EXERCISE DETAILS: For the records below, print every one exactly, with nothing dropped.

PROVIDED RECORDS:
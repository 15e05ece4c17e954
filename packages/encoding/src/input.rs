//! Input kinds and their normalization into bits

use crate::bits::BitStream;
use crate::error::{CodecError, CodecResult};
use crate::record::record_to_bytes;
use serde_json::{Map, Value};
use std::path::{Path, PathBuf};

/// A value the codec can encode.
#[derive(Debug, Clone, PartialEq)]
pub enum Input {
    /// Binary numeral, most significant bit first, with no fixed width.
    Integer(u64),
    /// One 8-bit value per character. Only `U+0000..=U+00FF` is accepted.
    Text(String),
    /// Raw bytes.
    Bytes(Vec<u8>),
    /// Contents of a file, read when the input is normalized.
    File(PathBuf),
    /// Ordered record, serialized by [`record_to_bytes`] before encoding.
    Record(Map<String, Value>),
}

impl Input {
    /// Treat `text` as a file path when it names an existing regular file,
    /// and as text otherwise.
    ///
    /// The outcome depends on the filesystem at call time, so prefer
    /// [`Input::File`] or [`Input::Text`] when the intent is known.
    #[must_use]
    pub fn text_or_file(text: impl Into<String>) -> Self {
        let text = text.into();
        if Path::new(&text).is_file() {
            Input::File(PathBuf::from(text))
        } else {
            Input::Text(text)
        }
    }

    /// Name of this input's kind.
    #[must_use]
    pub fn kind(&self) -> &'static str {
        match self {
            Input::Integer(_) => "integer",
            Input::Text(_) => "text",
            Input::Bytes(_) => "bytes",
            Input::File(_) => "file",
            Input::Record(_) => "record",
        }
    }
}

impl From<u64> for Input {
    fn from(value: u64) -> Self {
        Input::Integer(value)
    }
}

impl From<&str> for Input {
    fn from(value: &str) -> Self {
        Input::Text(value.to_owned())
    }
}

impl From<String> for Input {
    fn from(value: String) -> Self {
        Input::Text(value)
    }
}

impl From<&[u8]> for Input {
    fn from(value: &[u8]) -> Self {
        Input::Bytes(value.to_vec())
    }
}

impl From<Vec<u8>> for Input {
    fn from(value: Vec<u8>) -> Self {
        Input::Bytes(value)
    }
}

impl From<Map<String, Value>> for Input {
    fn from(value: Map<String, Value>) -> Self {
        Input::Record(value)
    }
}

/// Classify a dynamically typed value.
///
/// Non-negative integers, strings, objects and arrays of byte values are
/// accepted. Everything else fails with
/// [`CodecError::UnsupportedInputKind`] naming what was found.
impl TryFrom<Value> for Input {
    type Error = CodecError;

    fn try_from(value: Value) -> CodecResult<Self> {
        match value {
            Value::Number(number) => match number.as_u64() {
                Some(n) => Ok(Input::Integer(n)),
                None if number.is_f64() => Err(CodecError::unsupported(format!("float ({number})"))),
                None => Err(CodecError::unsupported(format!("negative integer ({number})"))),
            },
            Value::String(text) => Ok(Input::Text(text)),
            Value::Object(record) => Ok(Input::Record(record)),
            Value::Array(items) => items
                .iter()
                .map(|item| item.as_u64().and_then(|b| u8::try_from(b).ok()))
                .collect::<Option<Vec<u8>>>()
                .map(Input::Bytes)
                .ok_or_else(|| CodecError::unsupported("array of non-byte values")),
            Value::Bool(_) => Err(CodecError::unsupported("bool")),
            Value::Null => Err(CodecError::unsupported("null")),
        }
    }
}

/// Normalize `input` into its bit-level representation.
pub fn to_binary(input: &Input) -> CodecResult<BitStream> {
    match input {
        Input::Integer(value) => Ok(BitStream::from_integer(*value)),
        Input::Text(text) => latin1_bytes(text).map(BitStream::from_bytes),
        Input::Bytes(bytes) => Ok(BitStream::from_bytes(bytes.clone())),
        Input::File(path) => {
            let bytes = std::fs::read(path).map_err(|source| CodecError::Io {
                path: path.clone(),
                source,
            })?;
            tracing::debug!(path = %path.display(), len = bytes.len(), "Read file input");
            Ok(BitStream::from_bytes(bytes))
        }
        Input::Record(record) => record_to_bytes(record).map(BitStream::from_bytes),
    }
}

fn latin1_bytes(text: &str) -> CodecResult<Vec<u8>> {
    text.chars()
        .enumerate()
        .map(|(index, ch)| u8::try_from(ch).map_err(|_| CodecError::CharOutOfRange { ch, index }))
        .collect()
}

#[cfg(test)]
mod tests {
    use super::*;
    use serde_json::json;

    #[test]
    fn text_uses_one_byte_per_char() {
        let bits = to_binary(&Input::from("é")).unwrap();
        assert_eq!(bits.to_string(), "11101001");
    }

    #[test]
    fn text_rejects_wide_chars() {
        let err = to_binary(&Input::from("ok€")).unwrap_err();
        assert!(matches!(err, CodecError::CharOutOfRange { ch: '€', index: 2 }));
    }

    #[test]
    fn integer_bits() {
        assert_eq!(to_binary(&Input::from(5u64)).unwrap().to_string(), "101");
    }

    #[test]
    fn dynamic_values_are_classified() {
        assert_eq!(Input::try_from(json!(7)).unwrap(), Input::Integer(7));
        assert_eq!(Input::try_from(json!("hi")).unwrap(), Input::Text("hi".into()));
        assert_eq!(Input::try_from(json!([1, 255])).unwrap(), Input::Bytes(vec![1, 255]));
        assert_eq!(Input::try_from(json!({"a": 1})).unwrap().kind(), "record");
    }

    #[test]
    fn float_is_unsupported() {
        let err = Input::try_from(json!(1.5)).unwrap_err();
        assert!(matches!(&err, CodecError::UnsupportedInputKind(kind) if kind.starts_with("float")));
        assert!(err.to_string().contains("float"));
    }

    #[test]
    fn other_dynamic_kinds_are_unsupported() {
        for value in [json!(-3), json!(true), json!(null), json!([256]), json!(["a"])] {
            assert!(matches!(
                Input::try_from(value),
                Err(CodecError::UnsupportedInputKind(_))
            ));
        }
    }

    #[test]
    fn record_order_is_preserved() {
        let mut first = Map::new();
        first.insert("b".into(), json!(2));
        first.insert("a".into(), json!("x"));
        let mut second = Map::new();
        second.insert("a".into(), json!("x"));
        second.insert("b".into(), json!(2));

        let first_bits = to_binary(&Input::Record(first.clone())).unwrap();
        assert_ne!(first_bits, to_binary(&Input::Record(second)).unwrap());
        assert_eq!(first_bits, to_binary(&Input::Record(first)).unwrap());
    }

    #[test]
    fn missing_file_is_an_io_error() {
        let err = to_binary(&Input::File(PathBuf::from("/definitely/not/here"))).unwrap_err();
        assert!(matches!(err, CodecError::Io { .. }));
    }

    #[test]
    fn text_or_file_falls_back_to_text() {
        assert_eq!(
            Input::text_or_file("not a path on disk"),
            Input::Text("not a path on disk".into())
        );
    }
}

TASK RESPONSE:
repository 15e05ece4c17e954
filename packages/encoding/src/input.rs
//! Input kinds and their normalization into bits

use crate::bits::BitStream;
use crate::error::{CodecError, CodecResult};
use crate::record::record_to_bytes;
use serde_json::{Map, Value};
use std::path::{Path, PathBuf};

/// A value the codec can encode.
#[derive(Debug, Clone, PartialEq)]
pub enum Input {
    /// Binary numeral, most significant bit first, with no fixed width.
    Integer(u64),
    /// One 8-bit value per character. Only `U+0000..=U+00FF` is accepted.
    Text(String),
    /// Raw bytes.
    Bytes(Vec<u8>),
    /// Contents of a file, read when the input is normalized.
    File(PathBuf),
    /// Ordered record, serialized by [`record_to_bytes`] before encoding.
    Record(Map<String, Value>),
}

impl Input {
    /// Treat `text` as a file path when it names an existing regular file,
    /// and as text otherwise.
    ///
    /// The outcome depends on the filesystem at call time, so prefer
    /// [`Input::File`] or [`Input::Text`] when the intent is known.
    #[must_use]
    pub fn text_or_file(text: impl Into<String>) -> Self {
        let text = text.into();
        if Path::new(&text).is_file() {
            Input::File(PathBuf::from(text))
        } else {
            Input::Text(text)
        }
    }

    /// Name of this input's kind.
    #[must_use]
    pub fn kind(&self) -> &'static str {
        match self {
            Input::Integer(_) => "integer",
            Input::Text(_) => "text",
            Input::Bytes(_) => "bytes",
            Input::File(_) => "file",
            Input::Record(_) => "record",
        }
    }
}

impl From<u64> for Input {
    fn from(value: u64) -> Self {
        Input::Integer(value)
    }
}

impl From<&str> for Input {
    fn from(value: &str) -> Self {
        Input::Text(value.to_owned())
    }
}

impl From<String> for Input {
    fn from(value: String) -> Self {
        Input::Text(value)
    }
}

impl From<&[u8]> for Input {
    fn from(value: &[u8]) -> Self {
        Input::Bytes(value.to_vec())
    }
}

impl From<Vec<u8>> for Input {
    fn from(value: Vec<u8>) -> Self {
        Input::Bytes(value)
    }
}

impl From<Map<String, Value>> for Input {
    fn from(value: Map<String, Value>) -> Self {
        Input::Record(value)
    }
}

/// Classify a dynamically typed value.
///
/// Non-negative integers, strings, objects and arrays of byte values are
/// accepted. Everything else fails with
/// [`CodecError::UnsupportedInputKind`] naming what was found.
impl TryFrom<Value> for Input {
    type Error = CodecError;

    fn try_from(value: Value) -> CodecResult<Self> {
        match value {
            Value::Number(number) => match number.as_u64() {
                Some(n) => Ok(Input::Integer(n)),
                None if number.is_f64() => Err(CodecError::unsupported(format!("float ({number})"))),
                None => Err(CodecError::unsupported(format!("negative integer ({number})"))),
            },
            Value::String(text) => Ok(Input::Text(text)),
            Value::Object(record) => Ok(Input::Record(record)),
            Value::Array(items) => items
                .iter()
                .map(|item| item.as_u64().and_then(|b| u8::try_from(b).ok()))
                .collect::<Option<Vec<u8>>>()
                .map(Input::Bytes)
                .ok_or_else(|| CodecError::unsupported("array of non-byte values")),
            Value::Bool(_) => Err(CodecError::unsupported("bool")),
            Value::Null => Err(CodecError::unsupported("null")),
        }
    }
}

/// Normalize `input` into its bit-level representation.
pub fn to_binary(input: &Input) -> CodecResult<BitStream> {
    match input {
        Input::Integer(value) => Ok(BitStream::from_integer(*value)),
        Input::Text(text) => latin1_bytes(text).map(BitStream::from_bytes),
        Input::Bytes(bytes) => Ok(BitStream::from_bytes(bytes.clone())),
        Input::File(path) => {
            let bytes = std::fs::read(path).map_err(|source| CodecError::Io {
                path: path.clone(),
                source,
            })?;
            tracing::debug!(path = %path.display(), len = bytes.len(), "Read file input");
            Ok(BitStream::from_bytes(bytes))
        }
        Input::Record(record) => record_to_bytes(record).map(BitStream::from_bytes),
    }
}

fn latin1_bytes(text: &str) -> CodecResult<Vec<u8>> {
    text.chars()
        .enumerate()
        .map(|(index, ch)| u8::try_from(ch).map_err(|_| CodecError::CharOutOfRange { ch, index }))
        .collect()
}

#[cfg(test)]
mod tests {
    use super::*;
    use serde_json::json;

    #[test]
    fn text_uses_one_byte_per_char() {
        let bits = to_binary(&Input::from("é")).unwrap();
        assert_eq!(bits.to_string(), "11101001");
    }

    #[test]
    fn text_rejects_wide_chars() {
        let err = to_binary(&Input::from("ok€")).unwrap_err();
        assert!(matches!(err, CodecError::CharOutOfRange { ch: '€', index: 2 }));
    }

    #[test]
    fn integer_bits() {
        assert_eq!(to_binary(&Input::from(5u64)).unwrap().to_string(), "101");
    }

    #[test]
    fn dynamic_values_are_classified() {
        assert_eq!(Input::try_from(json!(7)).unwrap(), Input::Integer(7));
        assert_eq!(Input::try_from(json!("hi")).unwrap(), Input::Text("hi".into()));
        assert_eq!(Input::try_from(json!([1, 255])).unwrap(), Input::Bytes(vec![1, 255]));
        assert_eq!(Input::try_from(json!({"a": 1})).unwrap().kind(), "record");
    }

    #[test]
    fn float_is_unsupported() {
        let err = Input::try_from(json!(1.5)).unwrap_err();
        assert!(matches!(&err, CodecError::UnsupportedInputKind(kind) if kind.starts_with("float")));
        assert!(err.to_string().contains("float"));
    }

    #[test]
    fn other_dynamic_kinds_are_unsupported() {
        for value in [json!(-3), json!(true), json!(null), json!([256]), json!(["a"])] {
            assert!(matches!(
                Input::try_from(value),
                Err(CodecError::UnsupportedInputKind(_))
            ));
        }
    }

    #[test]
    fn record_order_is_preserved() {
        let mut first = Map::new();
        first.insert("b".into(), json!(2));
        first.insert("a".into(), json!("x"));
        let mut second = Map::new();
        second.insert("a".into(), json!("x"));
        second.insert("b".into(), json!(2));

        let first_bits = to_binary(&Input::Record(first.clone())).unwrap();
        assert_ne!(first_bits, to_binary(&Input::Record(second)).unwrap());
        assert_eq!(first_bits, to_binary(&Input::Record(first)).unwrap());
    }

    #[test]
    fn missing_file_is_an_io_error() {
        let err = to_binary(&Input::File(PathBuf::from("/definitely/not/here"))).unwrap_err();
        assert!(matches!(err, CodecError::Io { .. }));
    }

    #[test]
    fn text_or_file_falls_back_to_text() {
        assert_eq!(
            Input::text_or_file("not a path on disk"),
            Input::Text("not a path on disk".into())
        );
    }
}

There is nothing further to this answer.